Stored data

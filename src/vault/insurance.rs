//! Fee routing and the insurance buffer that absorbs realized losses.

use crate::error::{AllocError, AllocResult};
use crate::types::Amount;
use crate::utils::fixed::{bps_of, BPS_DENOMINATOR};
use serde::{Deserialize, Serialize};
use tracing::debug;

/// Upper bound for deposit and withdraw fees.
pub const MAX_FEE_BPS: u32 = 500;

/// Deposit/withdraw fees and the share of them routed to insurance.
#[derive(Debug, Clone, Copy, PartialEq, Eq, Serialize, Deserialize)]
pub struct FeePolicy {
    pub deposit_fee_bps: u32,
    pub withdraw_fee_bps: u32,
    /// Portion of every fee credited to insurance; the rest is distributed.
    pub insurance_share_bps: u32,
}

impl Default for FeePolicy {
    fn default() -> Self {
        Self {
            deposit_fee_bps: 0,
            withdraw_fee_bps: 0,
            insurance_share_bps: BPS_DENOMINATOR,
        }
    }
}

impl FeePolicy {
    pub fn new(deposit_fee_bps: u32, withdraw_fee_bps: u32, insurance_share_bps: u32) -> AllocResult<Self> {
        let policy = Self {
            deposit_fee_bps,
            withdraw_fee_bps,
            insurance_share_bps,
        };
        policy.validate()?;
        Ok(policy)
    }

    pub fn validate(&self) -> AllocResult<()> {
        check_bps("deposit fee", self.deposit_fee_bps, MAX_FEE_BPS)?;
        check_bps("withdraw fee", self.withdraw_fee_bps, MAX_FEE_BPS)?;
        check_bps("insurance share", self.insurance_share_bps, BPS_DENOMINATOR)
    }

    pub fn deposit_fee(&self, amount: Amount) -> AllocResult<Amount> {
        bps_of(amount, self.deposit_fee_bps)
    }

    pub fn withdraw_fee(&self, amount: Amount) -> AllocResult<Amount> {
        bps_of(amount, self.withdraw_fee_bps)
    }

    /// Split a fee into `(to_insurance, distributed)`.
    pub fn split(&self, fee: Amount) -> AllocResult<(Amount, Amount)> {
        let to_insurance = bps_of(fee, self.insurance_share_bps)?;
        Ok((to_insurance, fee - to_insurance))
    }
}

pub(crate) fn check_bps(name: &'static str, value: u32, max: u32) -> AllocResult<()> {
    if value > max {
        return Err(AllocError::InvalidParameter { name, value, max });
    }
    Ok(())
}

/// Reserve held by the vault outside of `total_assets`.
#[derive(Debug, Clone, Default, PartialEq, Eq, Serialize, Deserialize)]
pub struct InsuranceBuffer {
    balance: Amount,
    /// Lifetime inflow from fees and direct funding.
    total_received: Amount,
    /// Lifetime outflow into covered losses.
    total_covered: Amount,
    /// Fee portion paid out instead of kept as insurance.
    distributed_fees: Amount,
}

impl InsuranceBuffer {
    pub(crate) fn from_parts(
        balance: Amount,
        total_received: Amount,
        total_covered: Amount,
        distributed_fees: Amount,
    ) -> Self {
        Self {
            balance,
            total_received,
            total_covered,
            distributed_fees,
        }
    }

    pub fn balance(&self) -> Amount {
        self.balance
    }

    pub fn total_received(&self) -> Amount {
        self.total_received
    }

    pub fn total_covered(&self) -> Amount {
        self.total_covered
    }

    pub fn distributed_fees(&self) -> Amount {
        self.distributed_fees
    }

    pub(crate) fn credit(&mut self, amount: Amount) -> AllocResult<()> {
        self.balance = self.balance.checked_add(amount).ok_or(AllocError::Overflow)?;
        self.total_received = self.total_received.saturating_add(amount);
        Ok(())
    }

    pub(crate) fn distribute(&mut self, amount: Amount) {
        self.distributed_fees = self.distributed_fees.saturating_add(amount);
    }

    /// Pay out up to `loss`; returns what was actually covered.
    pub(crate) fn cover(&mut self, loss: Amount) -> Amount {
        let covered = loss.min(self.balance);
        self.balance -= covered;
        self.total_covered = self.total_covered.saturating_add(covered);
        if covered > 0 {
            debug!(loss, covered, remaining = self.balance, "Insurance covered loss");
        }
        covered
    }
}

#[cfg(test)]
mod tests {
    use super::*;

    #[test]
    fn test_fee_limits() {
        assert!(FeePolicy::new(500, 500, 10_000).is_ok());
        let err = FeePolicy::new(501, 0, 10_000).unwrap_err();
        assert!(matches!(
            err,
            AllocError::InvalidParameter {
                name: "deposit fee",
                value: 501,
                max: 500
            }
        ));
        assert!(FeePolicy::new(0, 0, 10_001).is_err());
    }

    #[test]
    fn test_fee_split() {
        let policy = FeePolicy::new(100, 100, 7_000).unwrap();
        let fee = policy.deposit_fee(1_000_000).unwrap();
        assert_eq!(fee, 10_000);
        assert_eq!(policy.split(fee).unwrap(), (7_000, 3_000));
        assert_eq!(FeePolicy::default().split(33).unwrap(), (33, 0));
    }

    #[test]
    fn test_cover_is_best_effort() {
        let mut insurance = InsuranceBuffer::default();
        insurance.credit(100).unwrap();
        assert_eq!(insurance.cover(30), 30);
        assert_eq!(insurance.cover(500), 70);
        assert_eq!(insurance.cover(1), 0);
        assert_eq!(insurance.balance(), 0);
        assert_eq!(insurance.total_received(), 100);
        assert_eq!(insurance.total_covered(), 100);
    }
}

---

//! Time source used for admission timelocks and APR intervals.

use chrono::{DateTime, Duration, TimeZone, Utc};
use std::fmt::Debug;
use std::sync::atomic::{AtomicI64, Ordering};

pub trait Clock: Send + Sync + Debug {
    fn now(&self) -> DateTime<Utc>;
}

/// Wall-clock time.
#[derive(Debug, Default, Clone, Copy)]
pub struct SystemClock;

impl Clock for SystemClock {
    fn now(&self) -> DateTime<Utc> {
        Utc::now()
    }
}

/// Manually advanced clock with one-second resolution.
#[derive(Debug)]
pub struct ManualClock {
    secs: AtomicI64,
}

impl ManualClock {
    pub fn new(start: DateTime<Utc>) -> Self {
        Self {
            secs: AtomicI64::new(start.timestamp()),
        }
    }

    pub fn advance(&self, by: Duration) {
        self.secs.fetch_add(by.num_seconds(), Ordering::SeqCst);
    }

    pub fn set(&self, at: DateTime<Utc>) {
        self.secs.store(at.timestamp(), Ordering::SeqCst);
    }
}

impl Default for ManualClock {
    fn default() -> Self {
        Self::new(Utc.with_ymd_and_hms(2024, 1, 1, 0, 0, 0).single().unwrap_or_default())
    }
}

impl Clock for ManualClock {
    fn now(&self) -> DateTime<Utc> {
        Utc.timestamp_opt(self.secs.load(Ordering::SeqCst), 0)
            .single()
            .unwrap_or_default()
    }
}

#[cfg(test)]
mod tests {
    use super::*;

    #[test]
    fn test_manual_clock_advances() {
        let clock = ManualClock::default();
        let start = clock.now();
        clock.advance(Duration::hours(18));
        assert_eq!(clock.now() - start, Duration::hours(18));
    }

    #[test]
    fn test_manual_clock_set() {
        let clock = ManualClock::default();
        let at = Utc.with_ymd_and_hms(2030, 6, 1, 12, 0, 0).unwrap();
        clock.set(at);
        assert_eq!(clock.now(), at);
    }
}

* _Task statement_: Taking the lines above, repeat exactly those from the line that contains "debug!(loss, covered, remaining" through the line that contains "assert!(FeePolicy::new(500, 500, 10_000).is_ok());", and both of those lines as well. Include nothing else.

* _Task response_:
            debug!(loss, covered, remaining = self.balance, "Insurance covered loss");
        }
        covered
    }
}

#[cfg(test)]
mod tests {
    use super::*;

    #[test]
    fn test_fee_limits() {
        assert!(FeePolicy::new(500, 500, 10_000).is_ok());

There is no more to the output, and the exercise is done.